Later on I remember crawling up a steep cave floor, looking up and seeing a kid in my class sitting at the top where it was flat, meeting his apathetic gaze, and then experiencing a stinging blindness as he went out of his way to kick dirt in my eyes in order to entertain the friends who sat with him. To this day I'm still a bit sore about that. I flew into a blind (ha ha) rage and probably tore him limb from limb, bringing the field trip death toll to two.
I was young and foolish. I did not know that the scent of blood would bring on the mole people.
They came from the dark, crouched low to the ground and too fast for their size. Immediately I applied my training from the marines and snapped one's neck, taking his tattered fur cloak for my own and rubbing his musk and oily ichor upon my skin. I knew that if I were to keep alive I would have to act as one of them. Following the mole people's lead, I descended upon my own classmates...and fed.
Once our mole bellies were bloated with apple juice and the grease of small children, we fled into the darkness of the cave back to the Mole City below.
What can I say about Mole City? It had none of the graceful indecisiveness of Jellyfish Palace. Everything was dark, gritty, and not unlike New York (which I have vast amounts of experience with since I've seen all the batman movies). And everywhere it was very busy: the average day for a mole person consists of much shuffling, snuffling, scuffling, and, of course, guffling.
Interspersed in all of this was complaining, the occasional feastings upon the man children of the surface, more complaining, and then keeping the mole economy in mole shambles so the good mole citizens would have mole to complain about. Mole.
Not surprisingly, I integrated myself into mole society pretty well. I had all the basics down already: stooping with a horrible posture, frowning, grunting, scratching, all the things that make life worth livin'. Soon I had a mole wife (Moledred) and two lovely mole children (Molebert and Moledeline). I rose up the ranks until I became a mole senator for Mole city. I had a successful run until scandalous photographs of me arose. Their subject: me stooping with a horrible posture, frowning, grunting, and scratching, but as a man child instead of a respectable mole senator.

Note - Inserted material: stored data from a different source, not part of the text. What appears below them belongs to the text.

//! Tracing setup for structured logging.

use tracing_subscriber::{
    fmt::{self, format::FmtSpan},
    layer::SubscriberExt,
    util::SubscriberInitExt,
    EnvFilter,
};

/// Tracing configuration.
pub struct TracingConfig {
    /// Log level filter (e.g., "info", "debug", "attendance_core=debug")
    pub filter: String,
    /// Whether to output JSON format
    pub json: bool,
    /// Whether to include span events
    pub span_events: bool,
}

impl Default for TracingConfig {
    fn default() -> Self {
        Self {
            filter: DEFAULT_FILTER.to_string(),
            json: false,
            span_events: false,
        }
    }
}

impl TracingConfig {
    pub fn new() -> Self {
        Self::default()
    }

    pub fn with_filter(mut self, filter: impl Into<String>) -> Self {
        self.filter = filter.into();
        self
    }

    pub fn with_json(mut self, json: bool) -> Self {
        self.json = json;
        self
    }

    pub fn with_span_events(mut self, span_events: bool) -> Self {
        self.span_events = span_events;
        self
    }
}

/// Initialize tracing with the given configuration.
pub fn init_tracing(config: TracingConfig) {
    let env_filter = EnvFilter::try_from_default_env()
        .or_else(|_| EnvFilter::try_new(&config.filter))
        .unwrap_or_else(|_| EnvFilter::new("info"));

    let span_events = if config.span_events {
        FmtSpan::NEW | FmtSpan::CLOSE
    } else {
        FmtSpan::NONE
    };

    if config.json {
        let fmt_layer = fmt::layer()
            .json()
            .with_span_events(span_events)
            .with_target(true)
            .with_thread_ids(true)
            .with_file(true)
            .with_line_number(true);

        tracing_subscriber::registry()
            .with(env_filter)
            .with(fmt_layer)
            .init();
    } else {
        let fmt_layer = fmt::layer()
            .with_span_events(span_events)
            .with_target(true)
            .with_thread_ids(false)
            .with_file(false)
            .with_line_number(false);

        tracing_subscriber::registry()
            .with(env_filter)
            .with(fmt_layer)
            .init();
    }

    tracing::info!(filter = %config.filter, json = config.json, "Tracing initialized");
}

/// Default filter: service crates at `info`, SQLite chatter suppressed.
pub const DEFAULT_FILTER: &str = "info,rusqlite=warn";

/// Initialize tracing from `RUST_LOG`, `LOG_JSON`, and `LOG_SPANS`.
pub fn init_tracing_from_env() {
    let filter = std::env::var("RUST_LOG").unwrap_or_else(|_| DEFAULT_FILTER.to_string());

    init_tracing(
        TracingConfig::new()
            .with_filter(filter)
            .with_json(env_flag("LOG_JSON"))
            .with_span_events(env_flag("LOG_SPANS")),
    );
}

fn env_flag(name: &str) -> bool {
    std::env::var(name).map(|v| parse_flag(&v)).unwrap_or(false)
}

fn parse_flag(value: &str) -> bool {
    matches!(
        value.trim().to_ascii_lowercase().as_str(),
        "1" | "true" | "yes" | "on"
    )
}
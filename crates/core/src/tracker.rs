//! Attendance tracker: token issuance, heartbeat ingestion, and end-of-lecture
//! finalization.
//!
//! Heartbeats and finalization write the same attendance record. A heartbeat
//! optimistically marks the student `present`; finalization recomputes the
//! status from the heartbeat trail and overwrites it.

use std::collections::HashMap;
use std::sync::Arc;

use chrono::{DateTime, Duration, Utc};
use serde::{Deserialize, Serialize};
use tracing::{debug, info};

use crate::config::{Thresholds, TrackerConfig};
use crate::error::{Error, Result};
use crate::lecture::{Lecture, LectureId, StudentId};
use crate::records::{AttendanceRecord, AttendanceStatus, AttendanceSummary, HeartbeatRecord};
use crate::registry::{AttendanceStore, EnrollmentRegistry, LectureRegistry};
use crate::token::{TokenClaims, TokenCodec};

/// Token handed to a student's client.
#[derive(Debug, Clone, PartialEq, Eq, Serialize, Deserialize)]
pub struct IssuedToken {
    pub token: String,
    pub expires_at: DateTime<Utc>,
}

/// Result of an accepted heartbeat.
#[derive(Debug, Clone, PartialEq, Eq, Serialize, Deserialize)]
pub struct HeartbeatAck {
    pub lecture_id: LectureId,
    pub last_seen_at: DateTime<Utc>,
}

/// Result of a finalization pass.
#[derive(Debug, Clone, Copy, PartialEq, Eq, Serialize, Deserialize)]
pub struct FinalizeOutcome {
    pub lecture_id: LectureId,
    pub finalized_count: usize,
}

/// Attendance report for one lecture.
#[derive(Debug, Clone, PartialEq, Eq, Serialize, Deserialize)]
pub struct LectureAttendance {
    pub lecture: Lecture,
    pub records: Vec<AttendanceRecord>,
    pub summary: AttendanceSummary,
}

pub struct AttendanceTracker {
    lectures: Arc<dyn LectureRegistry>,
    enrollments: Arc<dyn EnrollmentRegistry>,
    store: Arc<dyn AttendanceStore>,
    codec: TokenCodec,
    token_ttl: Duration,
    thresholds: Thresholds,
}

impl AttendanceTracker {
    /// Creates a tracker. Fails if the config is out of range or the key is
    /// not a base64 encoded 256-bit key.
    pub fn new(
        config: &TrackerConfig,
        lectures: Arc<dyn LectureRegistry>,
        enrollments: Arc<dyn EnrollmentRegistry>,
        store: Arc<dyn AttendanceStore>,
    ) -> Result<Self> {
        config.check()?;
        let codec = TokenCodec::from_base64_key(&config.token_key)?;

        Ok(Self {
            lectures,
            enrollments,
            store,
            codec,
            token_ttl: config.token_ttl(),
            thresholds: config.thresholds(),
        })
    }

    pub fn thresholds(&self) -> Thresholds {
        self.thresholds
    }

    async fn require_lecture(&self, lecture_id: LectureId) -> Result<Lecture> {
        self.lectures
            .lecture(lecture_id)
            .await?
            .ok_or_else(|| Error::not_found(format!("lecture {} not found", lecture_id)))
    }

    /// Issue a short-lived token scoping `student_id` to the lecture.
    ///
    /// No state is written.
    pub async fn issue_token(
        &self,
        lecture_id: LectureId,
        student_id: StudentId,
        now: DateTime<Utc>,
    ) -> Result<IssuedToken> {
        let lecture = self.require_lecture(lecture_id).await?;

        if !lecture.is_within_window(now) {
            return Err(Error::out_of_window(format!(
                "lecture {} runs from {} to {}",
                lecture.id, lecture.starts_at, lecture.ends_at
            )));
        }

        if !self
            .enrollments
            .is_enrolled(lecture.section_id, student_id)
            .await?
        {
            return Err(Error::not_enrolled(format!(
                "student {} is not enrolled in section {}",
                student_id, lecture.section_id
            )));
        }

        let claims = TokenClaims::new(lecture.id, student_id, now + self.token_ttl);
        let expires_at = claims
            .expires_at()
            .ok_or_else(|| Error::internal("token expiry out of range"))?;
        let token = self.codec.seal(&claims)?;

        debug!(
            lecture_id = lecture.id,
            student_id = student_id,
            expires_at = %expires_at,
            "Issued attendance token"
        );

        Ok(IssuedToken { token, expires_at })
    }

    /// Ingest one heartbeat from `student_id`.
    ///
    /// All checks run before any write. On success the heartbeat trail is
    /// updated and the attendance record is marked `present`.
    pub async fn record_heartbeat(
        &self,
        token: &str,
        student_id: StudentId,
        now: DateTime<Utc>,
    ) -> Result<HeartbeatAck> {
        let claims = self.codec.open(token)?;

        if claims.student_id != student_id {
            return Err(Error::token_mismatch(
                "token was issued to a different student",
            ));
        }

        if claims.is_expired(now) {
            return Err(Error::token_expired("attendance token expired, request a new one"));
        }

        let lecture = self.require_lecture(claims.lecture_id).await?;

        if !lecture.is_within_window(now) {
            return Err(Error::lecture_not_active(format!(
                "lecture {} is not in progress",
                lecture.id
            )));
        }

        let heartbeat = self
            .store
            .record_heartbeat(lecture.id, student_id, now)
            .await?;

        debug!(
            lecture_id = lecture.id,
            student_id = student_id,
            joined_at = %heartbeat.joined_at,
            "Heartbeat recorded"
        );

        Ok(HeartbeatAck {
            lecture_id: lecture.id,
            last_seen_at: heartbeat.last_seen_at,
        })
    }

    /// Classify every enrolled student of the lecture and overwrite their
    /// attendance records.
    ///
    /// Safe to re-run: the same heartbeat data and `now` produce the same
    /// records.
    pub async fn finalize_lecture(
        &self,
        lecture_id: LectureId,
        now: DateTime<Utc>,
    ) -> Result<FinalizeOutcome> {
        let lecture = self.require_lecture(lecture_id).await?;

        let roster = self.enrollments.roster(lecture.section_id).await?;
        let heartbeats: HashMap<StudentId, HeartbeatRecord> = self
            .store
            .heartbeats_for_lecture(lecture.id)
            .await?
            .into_iter()
            .map(|h| (h.student_id, h))
            .collect();

        let records: Vec<AttendanceRecord> = roster
            .iter()
            .map(|student_id| {
                classify(
                    &lecture,
                    *student_id,
                    heartbeats.get(student_id),
                    now,
                    self.thresholds,
                )
            })
            .collect();

        let summary = AttendanceSummary::from_records(&records);
        let finalized_count = self.store.write_final_attendance(records).await?;

        info!(
            lecture_id = lecture.id,
            finalized = finalized_count,
            present = summary.present,
            late = summary.late,
            left = summary.left,
            absent = summary.absent,
            "Lecture attendance finalized"
        );

        Ok(FinalizeOutcome {
            lecture_id: lecture.id,
            finalized_count,
        })
    }

    /// Attendance ledger for one lecture with per-status counts.
    pub async fn lecture_attendance(&self, lecture_id: LectureId) -> Result<LectureAttendance> {
        let lecture = self.require_lecture(lecture_id).await?;
        let records = self.store.attendance_for_lecture(lecture.id).await?;
        let summary = AttendanceSummary::from_records(&records);

        Ok(LectureAttendance {
            lecture,
            records,
            summary,
        })
    }
}

/// Final classification of one student from their heartbeat trail.
///
/// `late` is assigned before `left`, so a student who both joined late and
/// went silent ends up `left`.
pub fn classify(
    lecture: &Lecture,
    student_id: StudentId,
    heartbeat: Option<&HeartbeatRecord>,
    now: DateTime<Utc>,
    thresholds: Thresholds,
) -> AttendanceRecord {
    let Some(heartbeat) = heartbeat else {
        return AttendanceRecord::absent(lecture.id, student_id);
    };

    let joined = heartbeat.joined_at;
    let last_seen = heartbeat.last_seen_at;

    let mut status = AttendanceStatus::Present;
    if joined > lecture.starts_at + thresholds.late {
        status = AttendanceStatus::Late;
    }
    if last_seen < now - thresholds.inactive {
        status = AttendanceStatus::Left;
    }

    let attended_until = last_seen.min(lecture.ends_at);
    let minutes = (attended_until - joined).num_minutes().max(0);

    AttendanceRecord {
        lecture_id: lecture.id,
        student_id,
        status,
        checked_in_at: Some(joined),
        last_seen_at: Some(last_seen),
        minutes_attended: Some(u32::try_from(minutes).unwrap_or(u32::MAX)),
    }
}
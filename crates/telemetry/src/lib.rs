//! Logging, health, and in-process metrics for the attendance service.

pub mod health;
pub mod metrics;
pub mod tracing_setup;

pub use health::*;
pub use metrics::*;
pub use tracing_setup::*;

I lost everything. My mole status was stripped from me, Moldred took the mole children from me and mole'd to another mole city. The only reason they didn't eat me right there was because I had been in politics and politicians taste HORRIBLE. Outcast, I shuffled out of the city and through countless tunnels of black despair until I saw the unfamiliar light of day. My mole eyes grew charming and blue (green?) again.
And my first encounter with a human in years was just outside a cave entrance near a meadow where a little girl had wandered to pick flowers.
"What happened to you, mister?" she asked upon seeing my pale visage.
"Dear child," I whispered, "what year is this? Is it 2012 yet?"
"No. What does that have to do with any--"
And then I devoured her on the spot and immediately felt bad about it because I just knew it was going straight to my thighs.
Y'know, I learned something today. It's healthy to stoop, guffle, or eat children. But when you're eating children only to fit in, or when you're kicking dirt in other kids' faces just to impress friends, why, those acts lose their initial magic. Guffling under peer pressure isn't guffling at all. I had to learn the hard way--even today I have to fight the urge to go to a playground and just totally pig out. And all because I wanted to fit in! Since then I have learned to treat myself with the occasional skinny orphan.
It's like Mayor Mole once told me, "Well, mah mole, you ain't gotta mole much to know when you've been mole'd. Because once you sell your mole, the only mole you have left is moley mole mole. And that, mah mole, is a very mole thing indeed. Mole."